Os recém-casados Elvis Presley de Jesus Santos e Josivânia dos Santos Silva visitaram os galpões dos Correios para checar se algo nos lotes podia ser usado na casa nova que estão montando - Rogério Fernandes/UOL
Os recém-casados Elvis Presley de Jesus Santos e Josivânia dos Santos Silva visitaram os galpões dos Correios para checar se algo nos lotes podia ser usado na casa nova que estão montando
Imagem: Rogério Fernandes/UOL

Sibele Oliveira

Colaboração para o TAB, de São Paulo

23/10/2022 04h00

Nos corredores do terceiro andar de um dos blocos do edifício-sede dos Correios, na Vila Leopoldina, zona oeste de São Paulo, o silêncio era quebrado pelo vaivém de carrinhos de transporte de carga que carregavam grandes pacotes. O barulho podia ser ouvido na sala pequena - comparada ao conjunto de prédios da empresa pública, que ocupa um quarteirão inteiro — onde estavam expostas as amostras dos mais de 41 mil objetos que serão leiloados nesta segunda-feira (24).

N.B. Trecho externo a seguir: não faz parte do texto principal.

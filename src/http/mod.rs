//! HTTP subsystem.
//!
//! # Data Flow
//! ```text
//! Inbound request
//!     → server.rs (router, gate handler)
//!     → health::SharedHealth snapshot
//!     → response.rs (redirect | negotiated maintenance body)
//!     → client
//! ```
//!
//! # Design Decisions
//! - One catch-all route; behavior depends only on health state, the
//!   Accept header, and the path prefix
//! - Requests are never forwarded; the gate answers directly

pub mod response;
pub mod server;

pub use server::GateServer;
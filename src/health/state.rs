//! Shared health state cell.
//!
//! # States
//! - Unknown: no probe has completed yet
//! - Healthy: last probe passed, traffic is redirected
//! - Unhealthy: last probe failed, maintenance response served
//!
//! # State Transitions
//! ```text
//! Unknown   → Healthy | Unhealthy  (first probe)
//! Healthy   → Unhealthy
//! Unhealthy → Healthy
//! ```
//!
//! # Design Decisions
//! - One AtomicU8 encodes both "determined" and "healthy", so readers can
//!   never observe a torn pair
//! - Unknown gates as unhealthy (fail-closed)
//! - Transitions are edge-triggered: recording the same verdict twice
//!   reports no transition

use std::sync::atomic::{AtomicU8, Ordering};

/// Health verdict as recorded by the monitor loop.
#[repr(u8)]
#[derive(Debug, Clone, Copy, PartialEq, Eq)]
pub enum HealthState {
    Unknown = 0,
    Healthy = 1,
    Unhealthy = 2,
}

impl From<u8> for HealthState {
    fn from(val: u8) -> Self {
        match val {
            1 => HealthState::Healthy,
            2 => HealthState::Unhealthy,
            _ => HealthState::Unknown,
        }
    }
}

/// An edge in the recorded health state, reported by [`SharedHealth::record`].
#[derive(Debug, Clone, Copy, PartialEq, Eq)]
pub enum Transition {
    BecameHealthy,
    BecameUnhealthy,
}

/// The health status cell shared between the monitor loop (sole writer)
/// and the request gate (many concurrent readers).
#[derive(Debug)]
pub struct SharedHealth {
    state: AtomicU8,
}

impl SharedHealth {
    /// Create a new cell in the undetermined state.
    pub fn new() -> Self {
        Self {
            state: AtomicU8::new(HealthState::Unknown as u8),
        }
    }

    /// Linearizable point read of the current state.
    pub fn snapshot(&self) -> HealthState {
        HealthState::from(self.state.load(Ordering::Acquire))
    }

    /// Return true if traffic may be redirected to the target.
    /// Unknown is treated as unhealthy.
    pub fn gate_open(&self) -> bool {
        self.snapshot() == HealthState::Healthy
    }

    /// Record the verdict of one probe cycle.
    ///
    /// Returns the transition when the verdict differs from the recorded
    /// state (including the first determination), `None` otherwise. The
    /// read-compare-write is a single atomic swap, so concurrent readers
    /// only ever see a state produced by a completed write.
    pub fn record(&self, verdict: bool) -> Option<Transition> {
        let new = if verdict {
            HealthState::Healthy
        } else {
            HealthState::Unhealthy
        };
        let old = HealthState::from(self.state.swap(new as u8, Ordering::AcqRel));
        if old == new {
            return None;
        }
        Some(if verdict {
            Transition::BecameHealthy
        } else {
            Transition::BecameUnhealthy
        })
    }
}

impl Default for SharedHealth {
    fn default() -> Self {
        Self::new()
    }
}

Não era só a quantidade de itens que chamava atenção. Era também a frase impressa nas folhas coladas nas dez enormes caixas, acomodadas em cima de pallets: CLI - Central de Refugo. A palavra, que tem entre seus significados "sobra" e "resto", não parecia fazer jus aos objetos novos e caros contidos nos lotes, como notebooks, celulares, drones, equipamentos musicais e acessórios para carros.

Havia, no entanto, uma razão para os itens serem considerados como tal. Até chegar ali, eles tinham passado por três tentativas de entrega ao destinatário e mais sete dias para que fossem retirados numa agência próxima ao endereço — isso no caso do Sedex. Depois, mais três tentativas de devolução ao remetente e, novamente, a espera de sete dias numa agência próxima. Por fim, permaneceram os 90 dias de prazo para uma reclamação, que não ocorreu. Ou passaram por outras situações e terminaram esquecidos. Aquela sala era seu destino final.

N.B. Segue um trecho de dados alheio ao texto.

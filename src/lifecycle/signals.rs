//! OS signal handling.
//!
//! # Responsibilities
//! - Register signal handlers (SIGTERM, SIGINT)
//! - Translate signals to the internal shutdown event
//!
//! # Design Decisions
//! - Uses Tokio's signal handling (async-safe)
//! - SIGTERM and SIGINT both mean graceful shutdown

/// Resolve when the process receives SIGINT or SIGTERM.
pub async fn wait_for_signal() {
    let ctrl_c = async {
        tokio::signal::ctrl_c()
            .await
            .expect("failed to install Ctrl+C handler");
    };

    #[cfg(unix)]
    let terminate = async {
        tokio::signal::unix::signal(tokio::signal::unix::SignalKind::terminate())
            .expect("failed to install SIGTERM handler")
            .recv()
            .await;
    };

    #[cfg(not(unix))]
    let terminate = std::future::pending::<()>();

    tokio::select! {
        _ = ctrl_c => tracing::info!("received Ctrl+C"),
        _ = terminate => tracing::info!("received SIGTERM"),
    }
}
//! Health checking subsystem.
//!
//! # Data Flow
//! ```text
//! Monitor loop (monitor.rs):
//!     Periodic timer (plus one immediate run)
//!     → Probe the health-check endpoint (probe.rs)
//!     → Record verdict in the shared cell (state.rs)
//!     → Log transitions only
//!
//! Request gate (http::server):
//!     → Snapshot the shared cell
//!     → Redirect or serve maintenance response
//! ```
//!
//! # Design Decisions
//! - Single writer (monitor loop), many readers (request handlers)
//! - State lives in one atomic word; no reader ever sees a torn update
//! - Undetermined gates as unhealthy (fail-closed)

pub mod monitor;
pub mod probe;
pub mod state;

pub use monitor::Monitor;
pub use probe::{ProbeOutcome, Prober};
pub use state::{HealthState, SharedHealth, Transition};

Por ela circulavam diferentes tipos: o tímido casal de bolivianos que observou os lotes sem alarde e fez poucas perguntas a um funcionário; um pré-adolescente acompanhado do pai que ignorou a caixa de artigos infantis, mas cresceu o olho para os equipamentos eletrônicos. Um senhor de cabelos brancos e aparência jovial decidido a dar seus lances após uma rápida conferida nos produtos. Veterano de leilões, ele não quis falar com a reportagem do TAB para não entregar o "ouro" aos concorrentes.

Em outro momento, entrou na sala a novata Patrícia Rodrigues, 49, que soube do leilão pelo marido, que viu a notícia no jornal. A tarde ensolarada a animou a sair de casa, ali perto, para espiar os lotes. Olhou todos e se demorou mais nos de casa e utensílios do lar e microinformática. Observadora, reparou que as caixas estavam em bom estado. À primeira vista, nada parecia danificado. E ficou impressionada com a grande variedade de itens.

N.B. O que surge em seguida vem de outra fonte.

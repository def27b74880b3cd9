//! Configuration schema and environment loading.
//!
//! All settings come from environment variables with defaults; there is no
//! config file. Parsing distinguishes fatal errors (bad port, bad target
//! URL) from best-effort warnings (bad health-check URL, bad durations),
//! which fall back to defaults and are logged by the caller.

use std::collections::BTreeSet;
use std::env;
use std::time::Duration;

use thiserror::Error;
use url::Url;

pub const DEFAULT_SERVER_PORT: u16 = 3000;
pub const DEFAULT_TARGET_URL: &str = "https://example.com";
pub const DEFAULT_HEALTH_CHECK_URL: &str = "https://example.com/healthz";
pub const DEFAULT_INTERVAL_SECS: u64 = 60;
pub const DEFAULT_TIMEOUT_SECS: u64 = 10;
pub const DEFAULT_SUCCESS_CODE: u16 = 200;

/// Fatal configuration errors. These abort startup before any socket is
/// bound; everything else degrades to a default with a warning.
#[derive(Debug, Error)]
pub enum ConfigError {
    #[error("invalid SERVER_PORT {value:?}: {source}")]
    InvalidPort {
        value: String,
        source: std::num::ParseIntError,
    },

    #[error("invalid TARGET_URL {value:?}: {source}")]
    InvalidTargetUrl {
        value: String,
        source: url::ParseError,
    },
}

/// Non-fatal findings produced while loading; the caller decides how to
/// present them (logged at startup).
#[derive(Debug, Clone, PartialEq, Eq)]
pub enum ConfigWarning {
    /// HEALTH_CHECK_URL did not parse; the default is used instead.
    InvalidHealthCheckUrl { value: String, error: String },
    /// A duration variable did not parse; the default is used instead.
    InvalidDuration { name: &'static str, value: String },
    /// An entry in HEALTH_CHECK_SUCCESS_CODE did not parse and was skipped.
    InvalidSuccessCode { value: String },
    /// Target and health-check URLs point at different hosts.
    HostnameMismatch { target: String, health: String },
}

/// Immutable runtime configuration, loaded once at startup.
#[derive(Debug, Clone)]
pub struct GateConfig {
    /// Port the gate listens on.
    pub server_port: u16,

    /// Destination for redirects while the target is healthy.
    pub target_url: Url,

    /// Endpoint probed by the monitor loop.
    pub health_check_url: Url,

    /// Time between probes.
    pub interval: Duration,

    /// Per-probe timeout.
    pub timeout: Duration,

    /// Status codes accepted as a passing probe.
    pub accepted_statuses: BTreeSet<u16>,

    /// Expected probe response body, compared after outer trimming.
    /// `None` means the body is never inspected.
    pub expected_body: Option<String>,
}

impl Default for GateConfig {
    fn default() -> Self {
        Self {
            server_port: DEFAULT_SERVER_PORT,
            target_url: Url::parse(DEFAULT_TARGET_URL).unwrap(),
            health_check_url: Url::parse(DEFAULT_HEALTH_CHECK_URL).unwrap(),
            interval: Duration::from_secs(DEFAULT_INTERVAL_SECS),
            timeout: Duration::from_secs(DEFAULT_TIMEOUT_SECS),
            accepted_statuses: BTreeSet::from([DEFAULT_SUCCESS_CODE]),
            expected_body: None,
        }
    }
}

impl GateConfig {
    /// Load configuration from the process environment.
    pub fn from_env() -> Result<(Self, Vec<ConfigWarning>), ConfigError> {
        Self::from_lookup(|name| env::var(name).ok())
    }

    /// Load configuration through an arbitrary variable lookup.
    /// Tests inject variables here without touching the process environment.
    pub fn from_lookup<F>(lookup: F) -> Result<(Self, Vec<ConfigWarning>), ConfigError>
    where
        F: Fn(&str) -> Option<String>,
    {
        let mut config = GateConfig::default();
        let mut warnings = Vec::new();

        if let Some(value) = lookup("SERVER_PORT") {
            config.server_port = value
                .trim()
                .parse()
                .map_err(|source| ConfigError::InvalidPort {
                    value: value.clone(),
                    source,
                })?;
        }

        if let Some(value) = lookup("TARGET_URL") {
            config.target_url =
                Url::parse(&value).map_err(|source| ConfigError::InvalidTargetUrl {
                    value: value.clone(),
                    source,
                })?;
        }

        if let Some(value) = lookup("HEALTH_CHECK_URL") {
            match Url::parse(&value) {
                Ok(u) => config.health_check_url = u,
                Err(e) => warnings.push(ConfigWarning::InvalidHealthCheckUrl {
                    value,
                    error: e.to_string(),
                }),
            }
        }

        config.interval = parse_duration(&lookup, "HEALTH_CHECK_INTERVAL", config.interval, &mut warnings);
        config.timeout = parse_duration(&lookup, "HEALTH_CHECK_TIMEOUT", config.timeout, &mut warnings);

        if let Some(value) = lookup("HEALTH_CHECK_SUCCESS_CODE") {
            let mut codes = BTreeSet::new();
            for entry in value.split(',').map(str::trim).filter(|s| !s.is_empty()) {
                match entry.parse::<u16>() {
                    Ok(code) => {
                        codes.insert(code);
                    }
                    Err(_) => warnings.push(ConfigWarning::InvalidSuccessCode {
                        value: entry.to_string(),
                    }),
                }
            }
            if !codes.is_empty() {
                config.accepted_statuses = codes;
            }
        }

        if let Some(value) = lookup("HEALTH_CHECK_BODY") {
            if !value.is_empty() {
                config.expected_body = Some(value);
            }
        }

        if let Some(mismatch) = config.hostname_mismatch() {
            warnings.push(mismatch);
        }

        Ok((config, warnings))
    }

    /// Report when the target and health-check URLs are not the same host.
    /// Usually a misconfiguration: the probe would gate traffic on the
    /// health of an unrelated service.
    pub fn hostname_mismatch(&self) -> Option<ConfigWarning> {
        let target = self.target_url.host_str().unwrap_or_default();
        let health = self.health_check_url.host_str().unwrap_or_default();
        if target != health {
            Some(ConfigWarning::HostnameMismatch {
                target: target.to_string(),
                health: health.to_string(),
            })
        } else {
            None
        }
    }
}

fn parse_duration<F>(
    lookup: &F,
    name: &'static str,
    default: Duration,
    warnings: &mut Vec<ConfigWarning>,
) -> Duration
where
    F: Fn(&str) -> Option<String>,
{
    match lookup(name) {
        Some(value) => match value.trim().parse::<u64>() {
            // Zero is rejected like garbage: a zero interval would make the
            // ticker panic and a zero timeout fails every probe.
            Ok(secs) if secs > 0 => Duration::from_secs(secs),
            _ => {
                warnings.push(ConfigWarning::InvalidDuration { name, value });
                default
            }
        },
        None => default,
    }
}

Teve ali a inspiração de começar outro trabalho, além do de marketing digital, que faz atualmente: divulgar e vender os produtos em redes sociais como o Instagram. Sabendo que eles não tinham garantia, pensou numa solução. "Na hora de fazer a revenda, vou testar tudo antes e falar para a pessoa. Não vou enganar. Tem que ser tudo certinho." Patrícia ficou de definir o valor dos lances com o marido para se lançar na nova carreira.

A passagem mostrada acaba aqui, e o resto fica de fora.